PROMPT. In the records below, find each line that holds "Maroon" and return it.

DATA SHOWN.
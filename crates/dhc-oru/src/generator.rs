//! ORU^R01 message assembly
//!
//! Segment order is strict: MSH, PID, [PV1], OBR, OBX... The PV1 is only
//! present when the encounter carries an EPR encounter id.

use chrono_tz::Tz;
use dhc_core::{Delimiters, Encoding, Field, Message, Segment};
use dhc_trustomer::TrustomerConfig;
use dhc_wrapper::datetime::{hl7_datetime_now, iso8601_to_hl7};

use crate::obx::{self, ObxContext};
use crate::sex::parse_sct_to_sex;
use crate::types::{Clinician, Encounter, ObservationSet, Patient};
use crate::{OruError, Result};

/// Derive the message control id from the observation set identifier
///
/// The first 20 hex characters of an MD5 over the identifier: stable per
/// set, so a regenerated message collides in the store instead of being
/// sent twice.
pub fn derive_message_control_id(obs_set_uuid: &str) -> String {
    let digest = md5::compute(obs_set_uuid.as_bytes());
    format!("{digest:x}")[..20].to_string()
}

/// Generator for ORU^R01 messages
///
/// # Examples
///
/// ```no_run
/// # use dhc_oru::OruGenerator;
/// # fn demo(config: &dhc_trustomer::TrustomerConfig,
/// #         patient: &dhc_oru::Patient,
/// #         encounter: &dhc_oru::Encounter,
/// #         obs_set: &dhc_oru::ObservationSet) {
/// let generator = OruGenerator::new(config, chrono_tz::Europe::London);
/// let message = generator.generate(patient, encounter, obs_set, None).unwrap();
/// assert!(message.starts_with("MSH|^~\\&|"));
/// # }
/// ```
pub struct OruGenerator<'a> {
    config: &'a TrustomerConfig,
    server_tz: Tz,
    timestamp_override: Option<String>,
}

impl<'a> OruGenerator<'a> {
    /// Create a generator for the given trustomer configuration
    pub fn new(config: &'a TrustomerConfig, server_tz: Tz) -> Self {
        Self {
            config,
            server_tz,
            timestamp_override: None,
        }
    }

    /// Pin MSH-7 to a fixed value (used by tests; defaults to now)
    pub fn with_timestamp(mut self, timestamp: &str) -> Self {
        self.timestamp_override = Some(timestamp.to_string());
        self
    }

    /// Generate the complete ORU^R01 text, segments separated by `\r`
    pub fn generate(
        &self,
        patient: &Patient,
        encounter: &Encounter,
        obs_set: &ObservationSet,
        clinician: Option<&Clinician>,
    ) -> Result<String> {
        tracing::debug!(obs_set_uuid = %obs_set.uuid, "Generating ORU message");

        let collector = clinician.map(|c| {
            format!(
                "{}^{}^{}",
                c.send_entry_identifier,
                Encoding::escape(&c.last_name),
                Encoding::escape(&c.first_name)
            )
        });
        if collector.is_none() {
            tracing::warn!("No clinician information, ORU message will not contain collector field");
        }

        let control_id = derive_message_control_id(&obs_set.uuid);

        let mut message = Message::new();
        message.add_segment(self.msh_segment(&control_id));
        message.add_segment(self.pid_segment(patient)?);
        if let Some(pv1) = self.pv1_segment(encounter)? {
            message.add_segment(pv1);
        }
        message.add_segment(self.obr_segment(obs_set, collector.as_deref())?);

        let ctx = ObxContext {
            format: &self.config.hl7_config.outgoing_timestamp_format,
            server_tz: self.server_tz,
            collector: collector.as_deref(),
            oxygen_masks: &self.config.send_config.oxygen_masks,
        };

        let mut segments: Vec<Segment> = Vec::new();
        let sections: &[fn(&ObservationSet, &ObxContext<'_>, usize) -> Result<Vec<Segment>>] = &[
            obx::overall_score,
            obx::time_next_due,
            obx::mins_late,
            |s, c, i| obx::numeric_vital(s, c, i, "heart_rate", "HR"),
            |s, c, i| obx::numeric_vital(s, c, i, "respiratory_rate", "RR"),
            |s, c, i| obx::numeric_vital(s, c, i, "diastolic_blood_pressure", "DBP"),
            |s, c, i| obx::numeric_vital(s, c, i, "systolic_blood_pressure", "SBP"),
            obx::bp_posture,
            |s, c, i| obx::numeric_vital(s, c, i, "spo2", "SPO2"),
            obx::o2_therapy,
            obx::temperature,
            obx::acvpu,
            obx::gcs,
            obx::nurse_concern,
        ];

        for section in sections {
            // The next OBX-1 is always derived from what was actually
            // emitted, never from the section's position.
            let batch = section(obs_set, &ctx, segments.len() + 1)?;
            segments.extend(batch);
        }

        for segment in segments {
            message.add_segment(segment);
        }

        Ok(message.encode())
    }

    fn outgoing_timestamp(&self) -> String {
        match &self.timestamp_override {
            Some(ts) => ts.clone(),
            None => hl7_datetime_now(
                self.server_tz,
                &self.config.hl7_config.outgoing_timestamp_format,
            ),
        }
    }

    fn msh_segment(&self, control_id: &str) -> Segment {
        let hl7 = &self.config.hl7_config;
        let delims = Delimiters::default();

        let mut msh = Segment::new("MSH");
        msh.add_field(Field::from_value(delims.field_separator.to_string()));
        msh.add_field(Field::from_value(delims.encoding_characters()));
        msh.add_field(Field::from_value(Encoding::escape(
            &hl7.outgoing_sending_application,
        )));
        msh.add_field(Field::from_value(Encoding::escape(
            &hl7.outgoing_sending_facility,
        )));
        msh.add_field(Field::from_value(Encoding::escape(
            &hl7.outgoing_receiving_application,
        )));
        msh.add_field(Field::from_value(Encoding::escape(
            &hl7.outgoing_receiving_facility,
        )));
        msh.add_field(Field::from_value(self.outgoing_timestamp()));
        msh.add_field(Field::from_value(""));
        msh.add_field(Field::from_value("ORU^R01^ORU_R01"));
        msh.add_field(Field::from_value(control_id));
        msh.add_field(Field::from_value(Encoding::escape(
            &hl7.outgoing_processing_id,
        )));
        msh.add_field(Field::from_value("2.6"));
        msh
    }

    fn pid_segment(&self, patient: &Patient) -> Result<Segment> {
        let mut identifiers = Vec::new();
        if let Some(mrn) = patient.hospital_number.as_deref().filter(|v| !v.is_empty()) {
            identifiers.push(format!("{}^^^^MRN", Encoding::escape(mrn)));
        }
        if let Some(nhs) = patient.nhs_number.as_deref().filter(|v| !v.is_empty()) {
            identifiers.push(format!("{}^^^^NHS", Encoding::escape(nhs)));
        }

        let name = format!(
            "{}^{}",
            Encoding::escape(&patient.last_name),
            Encoding::escape(&patient.first_name)
        );

        let dob = match patient.dob.as_deref().filter(|v| !v.is_empty()) {
            Some(dob) => chrono::NaiveDate::parse_from_str(dob, "%Y-%m-%d")
                .map_err(|_| OruError::InvalidDate(dob.to_string()))?
                .format("%Y%m%d")
                .to_string(),
            None => String::new(),
        };

        let mut pid = Segment::new("PID");
        pid.set_field_value(1, "1").expect("valid PID field index");
        pid.set_field_value(2, Encoding::escape(&patient.uuid))
            .expect("valid PID field index");
        pid.set_field_value(3, identifiers.join("~"))
            .expect("valid PID field index");
        pid.set_field_value(5, name).expect("valid PID field index");
        pid.set_field_value(7, dob).expect("valid PID field index");
        pid.set_field_value(8, parse_sct_to_sex(patient.sex.as_deref()))
            .expect("valid PID field index");
        Ok(pid)
    }

    /// PV1 is only emitted for encounters the EPR knows about
    fn pv1_segment(&self, encounter: &Encounter) -> Result<Option<Segment>> {
        let Some(epr_encounter_id) = encounter.epr_encounter_id.as_deref() else {
            return Ok(None);
        };

        // The ODS code is a structured field; it is deliberately not escaped.
        let location = encounter
            .location_ods_code
            .as_deref()
            .ok_or(OruError::MissingField("location_ods_code"))?;
        let admitted_at = encounter
            .admitted_at
            .as_deref()
            .ok_or(OruError::MissingField("admitted_at"))?;
        let admission = iso8601_to_hl7(
            admitted_at,
            self.server_tz,
            &self.config.hl7_config.outgoing_timestamp_format,
        )?;

        let mut pv1 = Segment::new("PV1");
        pv1.set_field_value(1, "1").expect("valid PV1 field index");
        pv1.set_field_value(3, location).expect("valid PV1 field index");
        pv1.set_field_value(19, Encoding::escape(epr_encounter_id))
            .expect("valid PV1 field index");
        pv1.set_field_value(44, admission).expect("valid PV1 field index");
        Ok(Some(pv1))
    }

    fn obr_segment(&self, obs_set: &ObservationSet, collector: Option<&str>) -> Result<Segment> {
        let datetime = iso8601_to_hl7(
            &obs_set.record_time,
            self.server_tz,
            &self.config.hl7_config.outgoing_timestamp_format,
        )?;

        let mut obr = Segment::new("OBR");
        obr.set_field_value(1, "1").expect("valid OBR field index");
        obr.set_field_value(3, Encoding::escape(&obs_set.uuid))
            .expect("valid OBR field index");
        obr.set_field_value(4, "EWS").expect("valid OBR field index");
        obr.set_field_value(7, datetime).expect("valid OBR field index");
        if let Some(collector) = collector {
            obr.set_field_value(10, collector).expect("valid OBR field index");
        }
        obr.set_field_value(25, "F").expect("valid OBR field index");
        Ok(obr)
    }
}

#[cfg(test)]
mod tests {
    use super::*;
    use dhc_trustomer::{Hl7Config, OxygenMask, SendConfig};

    fn config() -> TrustomerConfig {
        TrustomerConfig {
            hl7_config: Hl7Config {
                outgoing_timestamp_format: "%Y%m%d%H%M%S.%L%z".to_string(),
                outgoing_sending_application: "DHOS".to_string(),
                outgoing_sending_facility: "SENSYNE".to_string(),
                outgoing_receiving_application: "TRUST_TIE_ADT".to_string(),
                outgoing_receiving_facility: "TRUST".to_string(),
                outgoing_processing_id: "P".to_string(),
            },
            send_config: SendConfig {
                generate_oru_messages: true,
                oxygen_masks: vec![OxygenMask {
                    code: "H{mask_percent}".to_string(),
                    name: "Humidified".to_string(),
                }],
            },
        }
    }

    fn patient() -> Patient {
        serde_json::from_value(serde_json::json!({
            "uuid": "25e9c6e7-1b22-496d-9eda-6af919d7f254",
            "hospital_number": "111111",
            "nhs_number": "2222222222",
            "first_name": "Ugi",
            "last_name": "Maroon",
            "dob": "2002-11-23",
            "sex": "248152002"
        }))
        .unwrap()
    }

    #[test]
    fn test_derive_message_control_id() {
        assert_eq!(
            derive_message_control_id("0324e62b-88fb-4aef-b15c-ee0454ce997f"),
            "224ddf783bc4cc6c158f"
        );
        assert_eq!(
            derive_message_control_id("obs_set_uuid"),
            "0bcb18b24163b41f42e2"
        );
    }

    #[test]
    fn test_pid_segment() {
        let config = config();
        let generator = OruGenerator::new(&config, chrono_tz::UTC);
        let pid = generator.pid_segment(&patient()).unwrap();
        assert_eq!(
            pid.encode(&Delimiters::default()),
            "PID|1|25e9c6e7-1b22-496d-9eda-6af919d7f254|111111^^^^MRN~2222222222^^^^NHS||Maroon^Ugi||20021123|2"
        );
    }

    #[test]
    fn test_pid_segment_escapes_names() {
        let config = config();
        let generator = OruGenerator::new(&config, chrono_tz::UTC);
        let mut p = patient();
        p.first_name = "FIRST&NAME".to_string();
        p.nhs_number = None;
        p.dob = None;
        p.sex = Some("32570681000036106".to_string());

        let pid = generator.pid_segment(&p).unwrap();
        assert_eq!(
            pid.encode(&Delimiters::default()),
            "PID|1|25e9c6e7-1b22-496d-9eda-6af919d7f254|111111^^^^MRN||Maroon^FIRST\\T\\NAME|||4"
        );
    }

    #[test]
    fn test_pv1_segment() {
        let config = config();
        let generator = OruGenerator::new(&config, chrono_tz::UTC);
        let encounter: Encounter = serde_json::from_value(serde_json::json!({
            "epr_encounter_id": "2018L86699800",
            "location_ods_code": "J-WD 5A^Bay A^Bed 1",
            "admitted_at": "2018-07-25T11:00:00.000Z"
        }))
        .unwrap();

        let pv1 = generator.pv1_segment(&encounter).unwrap().unwrap();
        assert_eq!(
            pv1.encode(&Delimiters::default()),
            "PV1|1||J-WD 5A^Bay A^Bed 1||||||||||||||||2018L86699800|||||||||||||||||||||||||20180725110000.000+0000"
        );
    }

    #[test]
    fn test_pv1_absent_without_encounter_id() {
        let config = config();
        let generator = OruGenerator::new(&config, chrono_tz::UTC);
        let encounter: Encounter = serde_json::from_value(serde_json::json!({
            "location_ods_code": "BLARG",
            "admitted_at": "2019-05-23T11:27:18.483+04:00"
        }))
        .unwrap();

        assert!(generator.pv1_segment(&encounter).unwrap().is_none());
    }

    #[test]
    fn test_obr_segment_with_collector() {
        let config = config();
        let generator = OruGenerator::new(&config, chrono_tz::UTC);
        let obs_set: ObservationSet = serde_json::from_value(serde_json::json!({
            "uuid": "0324e62b-88fb-4aef-b15c-ee0454ce997f",
            "record_time": "2019-01-30T13:06:26.870Z"
        }))
        .unwrap();

        let obr = generator
            .obr_segment(&obs_set, Some("123456^Deer^Jane"))
            .unwrap();
        assert_eq!(
            obr.encode(&Delimiters::default()),
            "OBR|1||0324e62b-88fb-4aef-b15c-ee0454ce997f|EWS|||20190130130626.870+0000|||123456^Deer^Jane|||||||||||||||F"
        );
    }

    #[test]
    fn test_msh_segment() {
        let config = config();
        let generator =
            OruGenerator::new(&config, chrono_tz::UTC).with_timestamp("20190107123346.785+0000");
        let msh = generator.msh_segment("224ddf783bc4cc6c158f");
        assert_eq!(
            msh.encode(&Delimiters::default()),
            "MSH|^~\\&|DHOS|SENSYNE|TRUST_TIE_ADT|TRUST|20190107123346.785+0000||ORU^R01^ORU_R01|224ddf783bc4cc6c158f|P|2.6"
        );
    }
}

ANSWER.
            "last_name": "Maroon",
            "PID|1|25e9c6e7-1b22-496d-9eda-6af919d7f254|111111^^^^MRN~2222222222^^^^NHS||Maroon^Ugi||20021123|2"
            "PID|1|25e9c6e7-1b22-496d-9eda-6af919d7f254|111111^^^^MRN||Maroon^FIRST\\T\\NAME|||4"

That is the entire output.